I presume this is because the pytools stdout/stderr capture routines
don't get anything on MPI processes where stdout/stderr are being
managed by the MPI runtime. If all the MPI processes share a common
/tmp filesystem, it doesn't seem to matter because the pycuda compiler
cache is visible to each process and it all just works. But if they
don't (and the cluster I am now using has local /tmp on every node),
the compiler module will need to JIT compile stuff locally on each
node, and it winds up failing because get_nvcc_version returns None,
which in turn makes the md5 hashing calls fail. Something like this:

[avidday@n0005 fim]$ mpiexec -n 2 -hosts n0008,n0005 ./fimMPItest.py
[1] mpi dims = (2,1), coords = (1,0)
[0] mpi dims = (2,1), coords = (0,0)
[1]{n0005} CUDA driver GeForce GTX 275, 1791Mb ram, using fim_sm13.cubin
[0]{n0008} CUDA driver GeForce GTX 275, 1791Mb ram, using fim_sm13.cubin
Traceback (most recent call last):
  File "./fimMPItest.py", line 20, in ?
    phi,its = dotest()
  File "./fimMPItest.py", line 16, in dotest
    return fim.fimMPIScatter2(gs,a,1.,h,maxiters=1000,tol=1e-6,CC=fimcuda.fimCC)
  File "/scratch/fim/fim.py", line 464, in fimMPIScatter2
    its = mpiCC.Iterate(f, h, tol=tol, maxiters=maxiters)
  File "/scratch/fim/fimcuda.py", line 187, in Iterate
  File "/usr/lib64/python2.4/site-packages/pycuda/gpuarray.py", line
336, in fill
  File "<string>", line 1, in <lambda>
  File "/usr/lib64/python2.4/site-packages/pycuda/tools.py", line 485,
in context_dependent_memoize
  File "/usr/lib64/python2.4/site-packages/pycuda/elementwise.py",
line 384, in get_fill_kernel
  File "/usr/lib64/python2.4/site-packages/pycuda/elementwise.py",
line 98, in get_elwise_kernel
  File "/usr/lib64/python2.4/site-packages/pycuda/elementwise.py",
line 85, in get_elwise_kernel_and_types
  File "/usr/lib64/python2.4/site-packages/pycuda/elementwise.py",
line 74, in get_elwise_module
  File "/usr/lib64/python2.4/site-packages/pycuda/compiler.py", line
238, in __init__
  File "/usr/lib64/python2.4/site-packages/pycuda/compiler.py", line
228, in compile
  File "/usr/lib64/python2.4/site-packages/pycuda/compiler.py", line
47, in compile_plain
TypeError: update() argument 1 must be string or read-only buffer, not None

which I interpret as meaning that an internal compile to satisfy a
gpuarray fill() call is failing. Running on only a single node works
fine. If I am reading things correcly, it looks like this checksum
code in compile_plain fails because of what get_nvcc_version returns

     41     if cache_dir:
     42         checksum = _new_md5()
     44         checksum.update(source)
     45         for option in options:
     46             checksum.update(option)
     47         checksum.update(get_nvcc_version(nvcc))

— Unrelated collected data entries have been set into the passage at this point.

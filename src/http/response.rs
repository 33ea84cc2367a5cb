use std::collections::HashMap;

/// A handler's answer. Whatever it carries is written to the wire as-is,
/// apart from a `Content-Length` the serializer adds when it is missing.
#[derive(Debug, Clone, PartialEq, Eq)]
pub struct Response {
    /// Numeric status; the status line always reads `OK` after it.
    pub status: u16,
    pub headers: HashMap<String, String>,
    pub body: Vec<u8>,
}

impl Default for Response {
    fn default() -> Self {
        Self {
            status: 200,
            headers: HashMap::new(),
            body: Vec::new(),
        }
    }
}

/// Builder for constructing HTTP responses in a fluent style.
///
/// # Example
///
/// ```
/// # use hooklet::http::response::ResponseBuilder;
/// let response = ResponseBuilder::new(201)
///     .header("Content-Type", "application/json")
///     .body("{}")
///     .build();
/// assert_eq!(response.status, 201);
/// ```
pub struct ResponseBuilder {
    status: u16,
    headers: HashMap<String, String>,
    body: Vec<u8>,
}

impl ResponseBuilder {
    pub fn new(status: u16) -> Self {
        Self {
            status,
            headers: HashMap::new(),
            body: Vec::new(),
        }
    }

    /// Adds or replaces a header.
    pub fn header(mut self, key: impl Into<String>, value: impl Into<String>) -> Self {
        self.headers.insert(key.into(), value.into());
        self
    }

    pub fn body(mut self, body: impl Into<Vec<u8>>) -> Self {
        self.body = body.into();
        self
    }

    pub fn build(self) -> Response {
        Response {
            status: self.status,
            headers: self.headers,
            body: self.body,
        }
    }
}

impl Response {
    /// Creates a simple 200 response with the given body.
    pub fn ok(body: impl Into<Vec<u8>>) -> Self {
        ResponseBuilder::new(200).body(body).build()
    }

    /// 200 with a `text/plain` content type.
    pub fn text(body: impl Into<String>) -> Self {
        ResponseBuilder::new(200)
            .header("Content-Type", "text/plain")
            .body(body.into())
            .build()
    }

    pub fn bad_request(body: impl Into<Vec<u8>>) -> Self {
        ResponseBuilder::new(400).body(body).build()
    }

    pub fn not_found() -> Self {
        ResponseBuilder::new(404).body("404 Not Found").build()
    }

    pub fn internal_error() -> Self {
        ResponseBuilder::new(500).body("500 Internal Server Error").build()
    }
}
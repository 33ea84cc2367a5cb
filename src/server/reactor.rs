use std::io;
use std::mem;
use std::net::SocketAddr;
use std::os::fd::{AsRawFd, RawFd};
use std::sync::Arc;
use std::sync::atomic::{AtomicBool, Ordering};
use std::time::Duration;

use tracing::{debug, info, warn};

use crate::config::Config;
use crate::error::StartupError;
use crate::handler::Handler;
use crate::http::connection::{Connection, Step};
use crate::poller::{Event, Multiplexer, Poller};
use crate::server::listener::Listener;
use crate::server::table::ConnectionTable;
use crate::sys::Socket;

/// Cooperative stop flag for a [`Server`] running on another thread.
///
/// The reactor checks it once per wait cycle, so a stop takes effect within
/// one poll timeout.
#[derive(Debug, Clone)]
pub struct StopHandle(Arc<AtomicBool>);

impl StopHandle {
    pub fn stop(&self) {
        self.0.store(false, Ordering::SeqCst);
    }

    pub fn is_running(&self) -> bool {
        self.0.load(Ordering::SeqCst)
    }
}

/// Single-threaded webhook server: one listener, one multiplexer, one
/// request/response exchange per accepted connection.
pub struct Server<H> {
    listener: Listener,
    poller: Poller,
    connections: ConnectionTable<Socket>,
    handler: H,
    running: Arc<AtomicBool>,
    events: Vec<Event>,
    scratch: Vec<u8>,
    poll_timeout: Duration,
}

impl<H: Handler> Server<H> {
    /// Listens on every interface at `port` with default settings.
    pub fn bind(port: u16, handler: H) -> Result<Self, StartupError> {
        Self::with_config(&Config::with_port(port), handler)
    }

    pub fn with_config(config: &Config, handler: H) -> Result<Self, StartupError> {
        let listener = Listener::bind(config.listen_addr(), config.backlog)?;

        let mut poller = Poller::create(config.max_events)?;
        poller
            .register_listener(listener.as_raw_fd())
            .map_err(StartupError::Register)?;

        Ok(Self {
            listener,
            poller,
            connections: ConnectionTable::new(),
            handler,
            running: Arc::new(AtomicBool::new(true)),
            events: Vec::with_capacity(config.max_events),
            scratch: vec![0; config.read_buffer_size.max(1)],
            poll_timeout: config.poll_timeout(),
        })
    }

    pub fn local_addr(&self) -> SocketAddr {
        self.listener.local_addr()
    }

    pub fn stop_handle(&self) -> StopHandle {
        StopHandle(self.running.clone())
    }

    pub fn stop(&self) {
        self.running.store(false, Ordering::SeqCst);
    }

    /// Number of connections accepted and not yet torn down.
    pub fn connection_count(&self) -> usize {
        self.connections.len()
    }

    /// Runs the event loop until [`stop`](Self::stop) is requested.
    ///
    /// Only a failing kernel wait ends the loop with an error; every
    /// per-connection failure is handled by closing that connection.
    pub fn start(&mut self) -> io::Result<()> {
        info!(addr = %self.local_addr(), "reactor started");

        while self.running.load(Ordering::SeqCst) {
            let mut events = mem::take(&mut self.events);
            let waited = self.poller.wait(&mut events, Some(self.poll_timeout));

            if let Err(e) = waited {
                self.events = events;
                return Err(e);
            }

            for event in &events {
                self.dispatch(*event);
            }
            self.events = events;
        }

        info!(open = self.connections.len(), "reactor stopped");
        Ok(())
    }

    fn dispatch(&mut self, event: Event) {
        if event.is_listener {
            self.accept_connections();
            return;
        }

        let Some(conn) = self.connections.get_mut(event.fd) else {
            debug!(fd = event.fd, "event for unknown descriptor");
            return;
        };

        let step = if event.is_writable || conn.is_awaiting_flush() {
            conn.on_writable()
        } else {
            conn.on_readable(&mut self.handler, &mut self.scratch)
        };

        match step {
            Step::Continue => {}
            Step::SwitchToWrite => {
                if let Err(e) = self.poller.switch_to_write(event.fd) {
                    warn!(fd = event.fd, error = %e, "failed to switch connection to write");
                    self.close_connection(event.fd);
                }
            }
            Step::Close => self.close_connection(event.fd),
        }
    }

    fn accept_connections(&mut self) {
        for (socket, peer) in self.listener.accept_pending() {
            let fd = socket.as_raw_fd();

            if let Err(e) = self.poller.register_read(fd) {
                // Dropping the socket closes it; nothing else refers to it yet.
                warn!(fd, %peer, error = %e, "failed to register connection");
                continue;
            }

            // A tracked entry owns its descriptor, so the kernel cannot hand
            // the same number out again until that entry is closed.
            debug_assert!(!self.connections.contains(fd), "fd {fd} already tracked");
            let conn = Connection::with_capacity(socket, self.scratch.len());
            self.connections.insert(fd, conn);
            debug!(fd, %peer, "connection accepted");
        }
    }

    fn close_connection(&mut self, fd: RawFd) {
        let Some(conn) = self.connections.remove(fd) else {
            return;
        };

        if let Err(e) = self.poller.deregister(fd) {
            warn!(fd, error = %e, "failed to deregister connection");
        }
        drop(conn);

        debug!(fd, open = self.connections.len(), "connection closed");
    }
}

impl<H> Drop for Server<H> {
    fn drop(&mut self) {
        self.running.store(false, Ordering::SeqCst);
        debug!(open = self.connections.len(), "server dropped");
    }
}
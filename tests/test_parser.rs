use hooklet::http::parser::{ParseError, find_headers_end, parse_http_request};
use hooklet::http::request::{Method, RequestBuilder};

#[test]
fn test_parse_simple_get_request() {
    let req = b"GET / HTTP/1.1\r\nHost: example.com\r\n\r\n";
    let (parsed, consumed) = parse_http_request(req).unwrap();

    assert_eq!(parsed.method, Method::GET);
    assert_eq!(parsed.path, "/");
    assert_eq!(parsed.headers.get("Host").unwrap(), "example.com");
    assert!(parsed.body.is_empty());
    assert_eq!(consumed, req.len());
}

#[test]
fn test_parse_post_request_with_body() {
    let req = b"POST /api HTTP/1.1\r\nHost: localhost\r\nContent-Length: 5\r\n\r\nhello";
    let (parsed, consumed) = parse_http_request(req).unwrap();

    assert_eq!(parsed.method, Method::POST);
    assert_eq!(parsed.path, "/api");
    assert_eq!(parsed.body, b"hello".to_vec());
    assert_eq!(consumed, req.len());
}

#[test]
fn test_parse_content_length_truncates_extra_bytes() {
    let req = b"POST /api HTTP/1.1\r\nContent-Length: 3\r\n\r\nhello";
    let (parsed, consumed) = parse_http_request(req).unwrap();

    assert_eq!(parsed.body, b"hel".to_vec());
    assert_eq!(consumed, req.len() - 2);
}

#[test]
fn test_parse_without_content_length_takes_remaining_bytes() {
    let req = b"POST /hook HTTP/1.1\r\nHost: x\r\n\r\n{\"a\":1}";
    let (parsed, consumed) = parse_http_request(req).unwrap();

    assert_eq!(parsed.body, b"{\"a\":1}".to_vec());
    assert_eq!(consumed, req.len());
}

#[test]
fn test_parse_content_length_lookup_ignores_case() {
    let req = b"POST /api HTTP/1.1\r\ncontent-length: 2\r\n\r\nokay";
    let (parsed, _) = parse_http_request(req).unwrap();

    assert_eq!(parsed.body, b"ok".to_vec());
}

#[test]
fn test_parse_multiple_headers() {
    let req = b"GET /path HTTP/1.1\r\nHost: example.com\r\nUser-Agent: test-client\r\nAccept: */*\r\n\r\n";
    let (parsed, _) = parse_http_request(req).unwrap();

    assert_eq!(parsed.headers.len(), 3);
    assert_eq!(parsed.headers.get("Host").unwrap(), "example.com");
    assert_eq!(parsed.headers.get("User-Agent").unwrap(), "test-client");
    assert_eq!(parsed.headers.get("Accept").unwrap(), "*/*");
}

#[test]
fn test_parse_header_key_whitespace_is_stripped() {
    let req = b"GET / HTTP/1.1\r\n  X-Sig nature \t:   abc def  \r\n\r\n";
    let (parsed, _) = parse_http_request(req).unwrap();

    assert_eq!(parsed.headers.get("X-Signature").unwrap(), "abc def");
}

#[test]
fn test_parse_header_value_keeps_later_colons() {
    let req = b"GET / HTTP/1.1\r\nHost: localhost:8080\r\n\r\n";
    let (parsed, _) = parse_http_request(req).unwrap();

    assert_eq!(parsed.headers.get("Host").unwrap(), "localhost:8080");
}

#[test]
fn test_parse_repeated_header_keeps_last_value() {
    let req = b"GET / HTTP/1.1\r\nX-Tag: one\r\nX-Tag: two\r\n\r\n";
    let (parsed, _) = parse_http_request(req).unwrap();

    assert_eq!(parsed.headers.get("X-Tag").unwrap(), "two");
}

#[test]
fn test_parse_request_with_path_and_query_string() {
    let req = b"GET /search?q=rust HTTP/1.1\r\nHost: example.com\r\n\r\n";
    let (parsed, _) = parse_http_request(req).unwrap();

    assert_eq!(parsed.path, "/search?q=rust");
}

#[test]
fn test_parse_incomplete_request_missing_blank_line() {
    let req = b"GET / HTTP/1.1\r\nHost: example.com\r\n";
    let result = parse_http_request(req);

    assert!(matches!(result, Err(ParseError::Incomplete)));
}

#[test]
fn test_parse_incomplete_request_partial_body() {
    let req = b"POST /api HTTP/1.1\r\nContent-Length: 10\r\n\r\nhello";
    let result = parse_http_request(req);

    assert!(matches!(result, Err(ParseError::Incomplete)));
}

#[test]
fn test_parse_invalid_content_length() {
    let req = b"POST /api HTTP/1.1\r\nContent-Length: ten\r\n\r\nhello";
    let result = parse_http_request(req);

    assert_eq!(result, Err(ParseError::InvalidContentLength("ten".to_string())));
}

#[test]
fn test_parse_unknown_method_is_kept() {
    let req = b"PURGE /cache HTTP/1.1\r\n\r\n";
    let (parsed, _) = parse_http_request(req).unwrap();

    assert_eq!(parsed.method, Method::Extension("PURGE".to_string()));
    assert_eq!(parsed.method.as_str(), "PURGE");
}

#[test]
fn test_parse_short_request_line_leaves_fields_empty() {
    let (parsed, _) = parse_http_request(b"GET\r\nHost: x\r\n\r\n").unwrap();
    assert_eq!(parsed.method, Method::GET);
    assert_eq!(parsed.path, "");

    let (parsed, _) = parse_http_request(b"\r\n\r\n").unwrap();
    assert_eq!(parsed.method, Method::Extension(String::new()));
    assert_eq!(parsed.path, "");
    assert!(parsed.headers.is_empty());
}

#[test]
fn test_parse_header_without_colon_is_skipped() {
    let req = b"GET / HTTP/1.1\r\nBrokenHeader\r\nHost: x\r\n\r\n";
    let (parsed, _) = parse_http_request(req).unwrap();

    assert_eq!(parsed.headers.len(), 1);
    assert_eq!(parsed.headers.get("Host").unwrap(), "x");
}

#[test]
fn test_parse_various_http_methods() {
    let methods = vec![
        ("GET", Method::GET),
        ("POST", Method::POST),
        ("PUT", Method::PUT),
        ("DELETE", Method::DELETE),
        ("HEAD", Method::HEAD),
        ("OPTIONS", Method::OPTIONS),
        ("PATCH", Method::PATCH),
    ];

    for (method_str, expected_method) in methods {
        let req = format!("{} / HTTP/1.1\r\n\r\n", method_str);
        let (parsed, _) = parse_http_request(req.as_bytes()).unwrap();
        assert_eq!(parsed.method, expected_method);
    }
}

#[test]
fn test_parse_request_with_binary_body() {
    let req = b"POST /upload HTTP/1.1\r\nContent-Length: 4\r\n\r\n\x00\x01\x02\x03";
    let (parsed, _) = parse_http_request(req).unwrap();

    assert_eq!(parsed.body, vec![0, 1, 2, 3]);
}

#[test]
fn test_parse_body_may_contain_terminator() {
    let req = b"POST / HTTP/1.1\r\nContent-Length: 6\r\n\r\na\r\n\r\nb";
    let (parsed, _) = parse_http_request(req).unwrap();

    assert_eq!(parsed.body, b"a\r\n\r\nb".to_vec());
}

#[test]
fn test_parse_round_trips_client_rendering() {
    let original = RequestBuilder::new(Method::PUT, "/hooks/7?dry=1")
        .header("Host", "bot.internal")
        .header("Content-Type", "application/json")
        .header("Content-Length", "13")
        .body(r#"{"id": "abc"}"#)
        .build();

    let bytes = original.to_bytes();
    let (parsed, consumed) = parse_http_request(&bytes).unwrap();

    assert_eq!(parsed, original);
    assert_eq!(consumed, bytes.len());
}

#[test]
fn test_find_headers_end() {
    assert_eq!(find_headers_end(b"GET / HTTP/1.1\r\n\r\n"), Some(14));
    assert_eq!(find_headers_end(b"GET / HTTP/1.1\r\n"), None);
    assert_eq!(find_headers_end(b""), None);
}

The question then becomes how to fix it? It is important to note that
nvcc is available to all process and works, so I assume that the fork
itself is fine (my reading of the code says that an OSError exception
would be raised otherwise). So I am guessing the problem is only that
get_nvcc_version can return None even when the fork worked. Would it
be too hackish to have get_nvcc_version return something generic like
"nvcc unknown version" or something that would still hash ok in the
case where the fork worked but the captured output from the fork is
not available?

Suggestions or corrections to my analysis are greatly welcomed (I know
almost nothing about python, pyCUDA or MPI so be gentle if I am
completely off target here.....)